My worries about this book completely dissipated once I got into it, and it came to be a story not just about an alcoholic mother, but of the boy who loves her so unconditionally and so deeply despite all of her failings as a parent -- as he said to her at one point, "I'd do anything for you."  It was difficult to watch Shuggie take on so much at such a young age, having to deal with Agnes' ups and downs; at the same time, the intensity of his devotion to his mother fairly leaps off of the pages, even during the worst of times.   Agnes presents as a character in conflict, but she was also an object of my sympathy.  As frustrated as I was with her most times, there were times when I couldn't help but admire her fortitude.  As we're told in Chapter 20, 
"She was no use at maths homework, and some days you could starve rather than get a hot meal from her, but ... Everyday with the make-up on and her hair done, she climbed out of her grave and held her head high. When she had disgraced herself with drink, she got up the next day, put on her best coat, and faced the world. When her belly was empty and her weans were hungry, she did her hair and let the world think otherwise."
Shuggie Bain is the author's first novel, and it is absolutely gorgeous.  While it is bleak, there are parts here and there that will make you laugh, and the book leaves you with a small bit of hope at the end.  I made it through the story dry eyed, but I must have been holding everything inside while reading because the minute I read the last word, the floodgates opened and I had to run for tissues.   I can't stress enough the beauty to be found here, and it is a book I very highly, highly, highly recommend.  

One final thought:  From the author in The New Yorker, September 7 2020:
"Shuggie and Agnes feel like real people to me. I only hope that I can make them proud."

I'm sure you did, sir, especially Agnes.  Very much so. 

Friday, October 16, 2020

Hamnet: A Novel of the Plague, by Maggie O'Farrell

 

9780525657606
Knopf, 2020
300 pp

hardcover


"... I may run mad with it."

Certainly one of the most absorbing novels I've read this year, Hamnet paints such a moving picture of  loss, grief and pain that at certain  points I had to put the book down just to get out of Agnes' world and back into mine.  

The dustjacket blurb reveals only a brief glimpse into this story, concluding with the following:
"...a tender and unforgettable reimagining of a boy whose life has been all but forgotten, and whose name was given to one of the most celebrated plays of all time..."
The play, of course, is Shakespeare's Hamlet, written about "four years or so later" after the death of his son Hamnet.  As O'Farrell explains in a segment of NPR's All Things Considered,  
"spelling in -- of course, in Elizabethan times was a lot less stable, so Hamnet and Hamlet are, in fact, the same name name."
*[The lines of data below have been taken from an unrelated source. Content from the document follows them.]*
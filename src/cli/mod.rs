//! Command-line front end
//!
//! # Usage
//!
//! ```bash
//! # List buckets / objects
//! s3soap ls
//! s3soap ls photos --json
//!
//! # Upload and download
//! s3soap put photos cat.jpg ./cat.jpg --content-type image/jpeg
//! s3soap get photos cat.jpg ./copy.jpg
//!
//! # Make an object world-readable
//! s3soap acl photos cat.jpg public
//!
//! # Any other operation
//! s3soap invoke GetBucketLoggingStatus Bucket=photos
//! ```
//!
//! Faults are reported as errors here, so every command exits non-zero when
//! the service rejects it.

pub mod args;
pub mod commands;

use anyhow::{Context, Result};
use tracing::debug;

use args::{Cli, Commands};
use crate::client::Client;
use crate::config;

/// Run one CLI invocation
pub fn run(cli: Cli) -> Result<()> {
    let config = config::load_config(cli.config.as_deref(), cli.profile.as_deref())?;

    let profile = config
        .get_profile(None)
        .ok_or_else(|| anyhow::anyhow!("No profile found in configuration"))?;

    let mut options = config.client_options();
    options.debug |= cli.debug;
    options.raise_error |= cli.raise_error;

    let mut transport = config.transport_config(profile);
    transport.insecure |= cli.insecure;

    debug!(endpoint = %transport.endpoint, ?options, "creating client");
    let client = Client::with_config(
        profile.access_key.clone(),
        profile.secret_key.clone(),
        options,
        transport,
    )
    .context("Failed to create client")?;

    match cli.command {
        Commands::Ls { bucket } => commands::cmd_ls(&client, bucket.as_deref(), cli.json),
        Commands::Mb { bucket } => commands::cmd_mb(&client, &bucket),
        Commands::Rb { bucket } => commands::cmd_rb(&client, &bucket),
        Commands::Put {
            bucket,
            key,
            file,
            content_type,
            metadata,
        } => commands::cmd_put(&client, &bucket, &key, &file, content_type.as_deref(), &metadata),
        Commands::Get { bucket, key, file } => {
            commands::cmd_get(&client, &bucket, &key, file.as_deref())
        }
        Commands::Rm { bucket, key } => commands::cmd_rm(&client, &bucket, &key),
        Commands::Acl { bucket, key, acl } => {
            commands::cmd_acl(&client, &bucket, &key, acl.as_deref())
        }
        Commands::Meta { bucket, key } => commands::cmd_meta(&client, &bucket, &key),
        Commands::Invoke { operation, params } => {
            commands::cmd_invoke(&client, &operation, &params)
        }
    }
}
 In the same segment, the author explains that at 16 she was studying the play, and her English teacher happened to mention "in passing" the fact that Shakespeare had a son.  Her thought at the time was to wonder "what does it mean for a man like Shakespeare to call a tragedy like this after his dead son?"
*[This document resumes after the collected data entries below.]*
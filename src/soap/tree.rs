//! Minimal XML element tree with path lookup
//!
//! Response documents are small, so they are parsed eagerly into owned
//! elements. Namespace prefixes are dropped: `soapenv:Body` is stored as
//! `Body`, and paths are slash-separated local names.
//!
//! Leaf text is kept exactly as sent. Whitespace-only text of an element
//! that has children is formatting and is dropped.

use quick_xml::events::{BytesStart, Event};
use quick_xml::Reader;
use quick_xml::Writer;

use crate::error::{Error, Result};

/// An element with its attributes, direct text and children
#[derive(Debug, Clone, Default, PartialEq, Eq)]
pub struct Element {
    pub name: String,
    pub attributes: Vec<(String, String)>,
    pub text: String,
    pub children: Vec<Element>,
}

impl Element {
    pub fn new(name: impl Into<String>) -> Self {
        Self {
            name: name.into(),
            ..Default::default()
        }
    }

    /// First direct child named `name`
    pub fn child(&self, name: &str) -> Option<&Element> {
        self.children.iter().find(|c| c.name == name)
    }

    /// Text of the first direct child named `name`
    pub fn child_text(&self, name: &str) -> Option<&str> {
        self.child(name).map(|c| c.text.as_str())
    }

    pub fn attribute(&self, name: &str) -> Option<&str> {
        self.attributes
            .iter()
            .find(|(k, _)| k == name)
            .map(|(_, v)| v.as_str())
    }

    /// First element at `path` below this one
    pub fn find(&self, path: &str) -> Option<&Element> {
        self.find_all(path).into_iter().next()
    }

    /// All elements at `path` below this one, in document order
    ///
    /// Every step may match several siblings, so `Buckets/Bucket` returns
    /// each `Bucket` under each `Buckets`.
    pub fn find_all(&self, path: &str) -> Vec<&Element> {
        let mut current: Vec<&Element> = vec![self];
        for step in path.split('/').filter(|s| !s.is_empty()) {
            current = current
                .into_iter()
                .flat_map(|e| e.children.iter().filter(move |c| c.name == step))
                .collect();
            if current.is_empty() {
                break;
            }
        }
        current
    }

    /// Re-serialize with two-space indentation
    pub fn to_pretty_xml(&self) -> String {
        let mut writer = Writer::new_with_indent(Vec::new(), b' ', 2);
        // Writing into a Vec only fails on logic errors
        if let Err(e) = self.write_into(&mut writer) {
            tracing::error!(error = %e, "failed to re-serialize XML element");
            return String::new();
        }
        String::from_utf8_lossy(&writer.into_inner()).into_owned()
    }

    fn write_into(&self, writer: &mut Writer<Vec<u8>>) -> Result<()> {
        use quick_xml::events::{BytesEnd, BytesText};

        let start = BytesStart::new(self.name.as_str()).with_attributes(
            self.attributes
                .iter()
                .map(|(k, v)| (k.as_str(), v.as_str())),
        );
        if self.text.is_empty() && self.children.is_empty() {
            writer.write_event(Event::Empty(start))?;
            return Ok(());
        }
        writer.write_event(Event::Start(start))?;
        if !self.text.is_empty() {
            writer.write_event(Event::Text(BytesText::new(&self.text)))?;
        }
        for child in &self.children {
            child.write_into(writer)?;
        }
        writer.write_event(Event::End(BytesEnd::new(self.name.as_str())))?;
        Ok(())
    }
}

/// Parse `xml` and return its root element
pub fn parse(xml: &[u8]) -> Result<Element> {
    // No trimming: leaf text such as object keys must round-trip unchanged
    let mut reader = Reader::from_reader(xml);

    let mut stack: Vec<Element> = Vec::new();
    let mut root: Option<Element> = None;

    loop {
        match reader.read_event() {
            Ok(Event::Start(e)) => {
                stack.push(start_element(&e)?);
            }
            Ok(Event::Empty(e)) => {
                let element = start_element(&e)?;
                attach(&mut stack, &mut root, element);
            }
            Ok(Event::Text(e)) => {
                if let Some(current) = stack.last_mut() {
                    current.text.push_str(&e.unescape()?);
                }
            }
            Ok(Event::CData(e)) => {
                if let Some(current) = stack.last_mut() {
                    current.text.push_str(&String::from_utf8_lossy(&e.into_inner()));
                }
            }
            Ok(Event::End(_)) => {
                let mut element = stack
                    .pop()
                    .ok_or_else(|| Error::Xml("unbalanced end tag".to_string()))?;
                // indentation between child elements
                if !element.children.is_empty() && element.text.trim().is_empty() {
                    element.text.clear();
                }
                attach(&mut stack, &mut root, element);
            }
            Ok(Event::Eof) => break,
            Err(e) => {
                return Err(Error::Xml(format!(
                    "at position {}: {}",
                    reader.error_position(),
                    e
                )));
            }
            _ => {}
        }
    }

    if !stack.is_empty() {
        return Err(Error::Xml("unexpected end of document".to_string()));
    }
    root.ok_or_else(|| Error::Xml("document has no root element".to_string()))
}

fn start_element(e: &BytesStart<'_>) -> Result<Element> {
    let mut element = Element::new(String::from_utf8_lossy(e.local_name().as_ref()));
    for attr in e.attributes() {
        let attr = attr?;
        element.attributes.push((
            String::from_utf8_lossy(attr.key.as_ref()).into_owned(),
            attr.unescape_value()?.into_owned(),
        ));
    }
    Ok(element)
}

fn attach(stack: &mut [Element], root: &mut Option<Element>, element: Element) {
    match stack.last_mut() {
        Some(parent) => parent.children.push(element),
        None => {
            if root.is_none() {
                *root = Some(element);
            }
        }
    }
}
In this book, she reimagines how this came about, and does so without mentioning Shakespeare by name at all, explaining to host Mary Louise Kelly that 

"He's the husband, or he's the father or the playwright or the actor. I needed people in a sense to forget who he is. I wanted them to think about him as a human being."
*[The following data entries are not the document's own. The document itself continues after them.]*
//! Basic usage example for s3soap
//!
//! Creates a bucket, stores an object, reads it back and cleans up.
//!
//! Run with:
//! ```
//! AWS_ACCESS_KEY_ID=... AWS_SECRET_ACCESS_KEY=... cargo run --example basic_usage
//! ```

use s3soap::{Client, ClientOptions, PutOptions, Result};

fn main() -> Result<()> {
    let access_key = std::env::var("AWS_ACCESS_KEY_ID").unwrap_or_else(|_| "YOUR_ACCESS_KEY".to_string());
    let secret_key = std::env::var("AWS_SECRET_ACCESS_KEY").unwrap_or_else(|_| "YOUR_SECRET_KEY".to_string());

    let client = Client::new(
        access_key,
        secret_key,
        ClientOptions {
            raise_error: true,
            ..Default::default()
        },
    )?;

    println!("s3soap - Basic Usage Example");
    println!("============================\n");

    // Example 1: List buckets
    println!("1. Listing buckets...");
    for bucket in client.list_bucket_summaries()? {
        println!(
            "   - {} (created {})",
            bucket.name,
            bucket.creation_date.as_deref().unwrap_or("-")
        );
    }
    println!();

    // Example 2: Create bucket
    println!("2. Creating bucket...");
    let bucket = match client.create_bucket("s3soap-example")? {
        Some(bucket) => bucket,
        None => client.bucket("s3soap-example"),
    };
    println!("   Bucket: {}\n", bucket.name());

    // Example 3: Put object
    println!("3. Uploading object...");
    let options = PutOptions::new().with_metadata("origin", "basic_usage");
    let object = match bucket.put_object("hello.txt", "Hello, SOAP!", &options)? {
        Some(object) => object,
        None => bucket.object("hello.txt"),
    };
    println!("   Uploaded {}/{}\n", object.bucket_name(), object.key());

    // Example 4: Read it back and publish it
    println!("4. Downloading object...");
    if let Some(data) = object.get_data()? {
        println!("   Content: {}", String::from_utf8_lossy(&data));
    }
    object.set_acl("public")?;
    println!("   ACL is now {}\n", object.acl()?);

    // Example 5: Clean up
    println!("5. Deleting object and bucket...");
    object.delete()?;
    bucket.delete()?;
    println!("   Deleted successfully");

    Ok(())
}
use anyhow::Result;
use clap::Parser;
use tracing_subscriber::{layer::SubscriberExt, util::SubscriberInitExt};

use s3soap::cli::{self, args::Cli};

fn main() -> Result<()> {
    let cli = Cli::parse();

    // Initialize logging
    tracing_subscriber::registry()
        .with(
            tracing_subscriber::EnvFilter::try_from_default_env()
                .unwrap_or_else(|_| cli.log_level.clone().into()),
        )
        .with(tracing_subscriber::fmt::layer().with_writer(std::io::stderr))
        .init();

    cli::run(cli)
}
She also says that Hamnet, as a person, has been "really overlooked," and indeed Hamnet is the first person encountered on opening the novel, knowing that he needs to get help for his twin sister Judith who unbeknownst to her brother has been infected by the bubonic plague.  Scouring the house and the streets for his mother, he is unable to locate her or anyone else, and you can just feel his panic rapidly rising as he searches and waits.  The reader also has to wait for help to arrive since the next chapter goes back in time, introducing the young man who through some hinky business dealings of his father, is forced to serve as Latin tutor to the younger sons of a yeoman as part of a "debt or a fine" which his father "cannot--will not? -- pay."  It is while doing this job that he meets Agnes ("Ann-yis. Agnyez") , whom at first he mistakes for a young man "wearing a cap, a leather jerkin, gauntlets...," holding a bird on "his outstretched fist."   The novel alternates between present and past, as we learn the personal and family histories of both parties since their respective childhoods, including Agnes' skills in the ways of nature, her upbringing, her pleasures and pain as wife and mother, and the absent father that her husband becomes, unable to stay at home, going off to London to seek his fortune only to eventually find that fame which keeps him there for longer periods of time.  


The Shakespeare Family, from The Guardian 


In the present, as Judith becomes ill,  Hamnet succumbs as well.  Death spares his sister; it is he who dies.  While no one at the time had ever recorded the actual cause, O'Farrell fills in the blank with bubonic plague, offering an excellent few pages of describing how it made its way to Judith  via a glassmaker in Murano. Agnes is frantic, as none of her healing knowledge helps save him; she feels guilty for being away when her children needed her, for being  "an absent mother," missing "the unheard cry" of her son, something that will "lie at her very core, for the rest of her life:"

"Every life has its kernel, its hub, its epicentre, from which everything flows out, to which everything returns. This moment is the absent mother's...."
 Hamnet's death is the catalyst for Agnes' deep and painful spiral into a grief that cannot be assuaged and affects not only her but everyone around her.    As much as she would like to "unmake the skein of Hamnet's death," she also knows that for all of her pain, the world will keep spinning, indifferent to her pain,  and that 
"There will be no going back. No undoing what was laid out for them. The boy has gone and the husband will leave and she will stay and the pigs will need to be fed every day and time runs only one way."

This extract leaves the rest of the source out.